Coming closer to your purpose: what is it that I am trying to make happen?

IF YOU DO NOT KNOW WHAT YOU ARE TRYING TO MAKE HAPPEN, HOW WILL YOU RECOGNIZE OPPORTUNITY?

1. The readings. Class work will be based on the readings.

2. Write some notes, in a style that is comfortable for you, about your own sense of purpose, what it is that you want to contribute. One way to approach this is think back over your work career (and if you wish, more broadly) and write down the things that you have done, accomplished, have been part of, have contributed, that you value, that you think are important. Be as concrete and specific as possible. You will bring this to class, but it is for yourself. You may want to discuss in your first office hours meeting. You may find it helpful to write these notes after you have done the readings/viewing below.

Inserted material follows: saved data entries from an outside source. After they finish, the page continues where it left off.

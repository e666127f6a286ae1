//! Planar runner with a forward-velocity safety constraint
use super::task_cycle::{TaskCycle, Variant};
use super::{check_action, EnvError, Environment, Step};
use crate::Prng;
use rand::distributions::{Distribution, Uniform};
use rand_distr::StandardNormal;
use serde::{Deserialize, Serialize};

/// Number of actuated joints: back thigh, shin, and foot then front thigh, shin, and foot.
pub const NUM_JOINTS: usize = 6;

/// Observation: torso pitch, joint angles, forward velocity, pitch rate, joint velocities.
const OBSERVATION_DIM: usize = 2 * NUM_JOINTS + 3;

/// Which body the runner has and whether it changes over time.
#[derive(Debug, Copy, Clone, PartialEq, Eq, Hash, Serialize, Deserialize)]
pub enum RunnerKind {
    /// Cycles through the variants of [`TASK_CYCLE`](super::TASK_CYCLE).
    Cycling,
    /// Fixed nominal body.
    Nominal,
    /// Fixed body with a heavy back leg.
    Leg,
}

/// Configuration for [`VelocityRunner`].
#[derive(Debug, Copy, Clone, PartialEq, Serialize, Deserialize)]
pub struct VelocityRunnerConfig {
    pub kind: RunnerKind,
    /// Steps spent on each variant when cycling.
    pub task_length: u64,
    /// Forward velocity above which a step incurs unit cost.
    pub velocity_threshold: f64,
    /// Weight of the squared action norm penalty in the reward.
    pub control_cost_weight: f64,
    /// Scale of the random perturbation of the initial state.
    pub reset_noise_scale: f64,
    /// Number of physics sub-steps per environment step.
    pub frame_skip: usize,
    /// Physics integration time step (s).
    pub time_step: f64,
}

impl Default for VelocityRunnerConfig {
    fn default() -> Self {
        Self {
            kind: RunnerKind::Cycling,
            task_length: super::TASK_LENGTH,
            velocity_threshold: 3.2096,
            control_cost_weight: 0.1,
            reset_noise_scale: 0.1,
            frame_skip: 5,
            time_step: 0.01,
        }
    }
}

impl VelocityRunnerConfig {
    #[must_use]
    pub fn with_kind(kind: RunnerKind) -> Self {
        Self {
            kind,
            ..Self::default()
        }
    }

    pub fn build_env(&self, rng: &mut Prng) -> VelocityRunner {
        VelocityRunner::new(*self, rng)
    }
}

/// Actuator gear ratios.
const GEAR: [f64; NUM_JOINTS] = [120.0, 90.0, 60.0, 120.0, 60.0, 30.0];
/// Converts geared actuator output into joint torque.
const TORQUE_SCALE: f64 = 0.05;
/// Passive joint spring stiffness.
const STIFFNESS: [f64; NUM_JOINTS] = [12.0, 9.0, 6.0, 12.0, 6.0, 3.0];
/// Passive joint damping.
const DAMPING: [f64; NUM_JOINTS] = [1.2, 0.9, 0.6, 1.2, 0.6, 0.3];
/// Joint angle limit (radians).
const JOINT_LIMIT: f64 = 1.0;
/// Ground traction coefficient of a leg in full contact.
const TRACTION: f64 = 4.0;
/// Linear drag on the body.
const DRAG: f64 = 8.0;
/// Sharpness of the contact model.
const CONTACT_SHARPNESS: f64 = 4.0;
/// Torso pitch spring and damping.
const PITCH_STIFFNESS: f64 = 20.0;
const PITCH_DAMPING: f64 = 2.0;
/// Fraction of joint torque reacted into the torso pitch.
const PITCH_REACTION: f64 = 0.01;

/// Physical state of the runner.
#[derive(Debug, Default, Copy, Clone, PartialEq, Serialize, Deserialize)]
struct RunnerState {
    pitch: f64,
    pitch_rate: f64,
    joint_angles: [f64; NUM_JOINTS],
    joint_velocities: [f64; NUM_JOINTS],
    forward_velocity: f64,
}

/// Planar six-joint runner rewarded for forward velocity with a cost for running too fast.
///
/// A reduced-order stand-in for a half-cheetah body: joint angles follow driven damped springs
/// whose inertia is the mass of the link they move, and each leg produces forward thrust when
/// its lower joint sweeps backwards while the upper joint holds the leg in ground contact.
/// The body never reaches a terminal state.
///
/// A [`RunnerKind::Cycling`] runner changes its masses according to a [`TaskCycle`] and resets
/// its physical state whenever the variant changes.
#[derive(Debug, Clone, PartialEq, Serialize, Deserialize)]
pub struct VelocityRunner {
    config: VelocityRunnerConfig,
    masses: [f64; 8],
    cycle: Option<TaskCycle>,
    state: RunnerState,
}

impl VelocityRunner {
    pub fn new(config: VelocityRunnerConfig, rng: &mut Prng) -> Self {
        let (masses, cycle) = match config.kind {
            RunnerKind::Cycling => {
                let cycle = TaskCycle::new(config.task_length);
                (cycle.variant().masses(), Some(cycle))
            }
            RunnerKind::Nominal => (Variant::Nominal.masses(), None),
            RunnerKind::Leg => (Variant::Leg.masses(), None),
        };
        let mut env = Self {
            config,
            masses,
            cycle,
            state: RunnerState::default(),
        };
        env.state = env.initial_state(rng);
        env
    }

    /// Current body masses.
    pub const fn masses(&self) -> &[f64; 8] {
        &self.masses
    }

    /// The task cycle, if this runner has one.
    pub const fn task_cycle(&self) -> Option<&TaskCycle> {
        self.cycle.as_ref()
    }

    pub const fn forward_velocity(&self) -> f64 {
        self.state.forward_velocity
    }

    fn initial_state(&self, rng: &mut Prng) -> RunnerState {
        let scale = self.config.reset_noise_scale;
        let position_noise = Uniform::new_inclusive(-scale, scale);
        let mut velocity_noise = || {
            let z: f64 = StandardNormal.sample(rng);
            z * scale
        };
        let mut state = RunnerState {
            pitch_rate: velocity_noise(),
            forward_velocity: velocity_noise(),
            ..RunnerState::default()
        };
        for v in &mut state.joint_velocities {
            *v = velocity_noise();
        }
        state.pitch = position_noise.sample(rng);
        for q in &mut state.joint_angles {
            *q = position_noise.sample(rng);
        }
        state
    }

    fn observe(&self) -> Vec<f32> {
        let s = &self.state;
        let mut obs = Vec::with_capacity(OBSERVATION_DIM);
        obs.push(s.pitch as f32);
        obs.extend(s.joint_angles.iter().map(|&q| q as f32));
        obs.push(s.forward_velocity as f32);
        obs.push(s.pitch_rate as f32);
        obs.extend(s.joint_velocities.iter().map(|&v| v as f32));
        obs
    }

    /// Integrate the dynamics over one physics time step.
    fn integrate(&mut self, action: &[f32]) {
        let dt = self.config.time_step;
        let s = &mut self.state;

        let mut reaction = 0.0;
        for i in 0..NUM_JOINTS {
            let torque = f64::from(action[i]) * GEAR[i] * TORQUE_SCALE;
            reaction += torque;
            let inertia = self.masses[i + 2];
            let accel = (torque - STIFFNESS[i] * s.joint_angles[i]
                - DAMPING[i] * s.joint_velocities[i])
                / inertia;
            s.joint_velocities[i] += accel * dt;
            let angle = s.joint_angles[i] + s.joint_velocities[i] * dt;
            if angle.abs() > JOINT_LIMIT {
                s.joint_angles[i] = angle.clamp(-JOINT_LIMIT, JOINT_LIMIT);
                s.joint_velocities[i] = 0.0;
            } else {
                s.joint_angles[i] = angle;
            }
        }

        let mut thrust = 0.0;
        for leg in [0, 3] {
            let (q, qd) = (&s.joint_angles[leg..leg + 3], &s.joint_velocities[leg..leg + 3]);
            thrust += TRACTION * contact(q[0]) * -qd[1] + 0.5 * TRACTION * contact(q[1]) * -qd[2];
        }
        let total_mass: f64 = self.masses.iter().sum();
        s.forward_velocity += (thrust - DRAG * s.forward_velocity) / total_mass * dt;

        let pitch_accel = (-PITCH_REACTION * reaction
            - PITCH_STIFFNESS * s.pitch
            - PITCH_DAMPING * s.pitch_rate)
            / self.masses[1];
        s.pitch_rate += pitch_accel * dt;
        s.pitch += s.pitch_rate * dt;
    }

    fn state_is_finite(&self) -> bool {
        let s = &self.state;
        s.pitch.is_finite()
            && s.pitch_rate.is_finite()
            && s.forward_velocity.is_finite()
            && s.joint_angles.iter().all(|x| x.is_finite())
            && s.joint_velocities.iter().all(|x| x.is_finite())
    }
}

/// Degree of ground contact of a leg given its upper joint angle, in `[0, 1]`.
fn contact(angle: f64) -> f64 {
    0.5 * (1.0 + (CONTACT_SHARPNESS * angle).tanh())
}

impl Environment for VelocityRunner {
    fn observation_dim(&self) -> usize {
        OBSERVATION_DIM
    }

    fn action_dim(&self) -> usize {
        NUM_JOINTS
    }

    fn reset(&mut self, rng: &mut Prng) -> Vec<f32> {
        self.state = self.initial_state(rng);
        self.observe()
    }

    fn step(&mut self, action: &[f32], rng: &mut Prng) -> Result<Step, EnvError> {
        check_action(action, NUM_JOINTS)?;
        for _ in 0..self.config.frame_skip {
            self.integrate(action);
        }
        if !self.state_is_finite() {
            return Err(EnvError::NonFiniteState);
        }

        let velocity = self.state.forward_velocity;
        let control_cost = self.config.control_cost_weight
            * action.iter().map(|&a| f64::from(a).powi(2)).sum::<f64>();
        let observation = self.observe();
        let reward = velocity - control_cost;
        let cost = if velocity > self.config.velocity_threshold {
            1.0
        } else {
            0.0
        };

        // The variant switch happens after the observation is taken
        if let Some(cycle) = &mut self.cycle {
            if let Some(variant) = cycle.tick() {
                log::debug!("runner switched to the {} variant", variant);
                self.masses = variant.masses();
                self.state = self.initial_state(rng);
            }
        }

        Ok(Step {
            observation,
            reward,
            cost,
            terminated: false,
            truncated: false,
        })
    }
}

#[cfg(test)]
mod tests {
    use super::*;
    use crate::envs::testing;
    use rand::SeedableRng;
    use rstest::rstest;

    fn runner(kind: RunnerKind) -> (VelocityRunner, Prng) {
        let mut rng = Prng::seed_from_u64(0);
        let env = VelocityRunnerConfig::with_kind(kind).build_env(&mut rng);
        (env, rng)
    }

    #[rstest]
    #[case(RunnerKind::Cycling)]
    #[case(RunnerKind::Nominal)]
    #[case(RunnerKind::Leg)]
    fn run_random(#[case] kind: RunnerKind) {
        let (mut env, _) = runner(kind);
        testing::check_random_steps(&mut env, 500, 1);
    }

    #[test]
    fn rejects_wrong_action_dim() {
        let (mut env, mut rng) = runner(RunnerKind::Nominal);
        assert_eq!(
            env.step(&[0.0; 3], &mut rng),
            Err(EnvError::ActionDim {
                expected: 6,
                actual: 3
            })
        );
    }

    #[test]
    fn rejects_nan_action() {
        let (mut env, mut rng) = runner(RunnerKind::Nominal);
        let mut action = [0.0; NUM_JOINTS];
        action[2] = f32::NAN;
        assert!(matches!(
            env.step(&action, &mut rng),
            Err(EnvError::NonFiniteAction(_))
        ));
    }

    #[test]
    fn zero_action_settles() {
        let (mut env, mut rng) = runner(RunnerKind::Nominal);
        for _ in 0..2000 {
            env.step(&[0.0; NUM_JOINTS], &mut rng).unwrap();
        }
        assert!(env.forward_velocity().abs() < 1e-3);
    }

    #[test]
    fn cost_marks_fast_steps() {
        let config = VelocityRunnerConfig {
            velocity_threshold: -1e9,
            ..VelocityRunnerConfig::with_kind(RunnerKind::Nominal)
        };
        let mut rng = Prng::seed_from_u64(1);
        let mut env = config.build_env(&mut rng);
        let step = env.step(&[0.0; NUM_JOINTS], &mut rng).unwrap();
        assert_eq!(step.cost, 1.0);
    }

    #[test]
    fn reward_includes_control_cost() {
        let config = VelocityRunnerConfig::with_kind(RunnerKind::Nominal);
        let mut rng_a = Prng::seed_from_u64(2);
        let mut rng_b = Prng::seed_from_u64(2);
        let mut env_a = config.build_env(&mut rng_a);
        let mut env_b = config.build_env(&mut rng_b);
        let zero = env_a.step(&[0.0; NUM_JOINTS], &mut rng_a).unwrap();
        let velocity = env_a.forward_velocity();
        assert!((zero.reward - velocity).abs() < 1e-9);
        let full = env_b.step(&[1.0; NUM_JOINTS], &mut rng_b).unwrap();
        let expected = env_b.forward_velocity() - 0.1 * NUM_JOINTS as f64;
        assert!((full.reward - expected).abs() < 1e-6);
    }

    #[test]
    fn cycling_runner_switches_masses_and_resets() {
        let config = VelocityRunnerConfig {
            task_length: 10,
            ..VelocityRunnerConfig::default()
        };
        let mut rng = Prng::seed_from_u64(3);
        let mut env = config.build_env(&mut rng);
        assert_eq!(env.masses(), &Variant::Nominal.masses());
        for _ in 0..11 {
            env.step(&[1.0; NUM_JOINTS], &mut rng).unwrap();
        }
        assert_eq!(env.masses(), &Variant::Nominal.masses());
        env.step(&[1.0; NUM_JOINTS], &mut rng).unwrap();
        assert_eq!(env.masses(), &Variant::Eighteen.masses());
        assert_eq!(env.task_cycle().unwrap().index(), 1);
    }

    #[test]
    fn step_observation_precedes_switch_reset() {
        let config = VelocityRunnerConfig {
            task_length: 0,
            reset_noise_scale: 0.0,
            ..VelocityRunnerConfig::default()
        };
        let mut rng = Prng::seed_from_u64(4);
        let mut env = config.build_env(&mut rng);
        // First tick never switches; second tick switches and resets the state to zero
        env.step(&[1.0; NUM_JOINTS], &mut rng).unwrap();
        let step = env.step(&[1.0; NUM_JOINTS], &mut rng).unwrap();
        assert!(step.observation.iter().any(|&x| x != 0.0));
        assert_eq!(env.forward_velocity(), 0.0);
        assert_eq!(env.masses(), &Variant::Eighteen.masses());
    }

    #[test]
    fn fixed_runners_never_switch() {
        let (env, _) = runner(RunnerKind::Leg);
        assert!(env.task_cycle().is_none());
        assert_eq!(env.masses(), &Variant::Leg.masses());
    }
}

Before first class meeting, watch Steve Jobs speech at the Stanford Commencement, 2005; pay special attention to the section beginning at 9:04

http://www.youtube.com/watch?v=UF8uR6Z6KLc

Readings prioritized: 1. “Managing Oneself”, Peter F. Drucker, pp. 65-74, Harvard Business Review, March-

April 1999

We will refer to this reading many times during the course. For this first meeting, note particularly Drucker’s emphasis on knowing and understanding your values (p. 69 ff.). See also, page 70 ff., his question about what it is that you want to contribute.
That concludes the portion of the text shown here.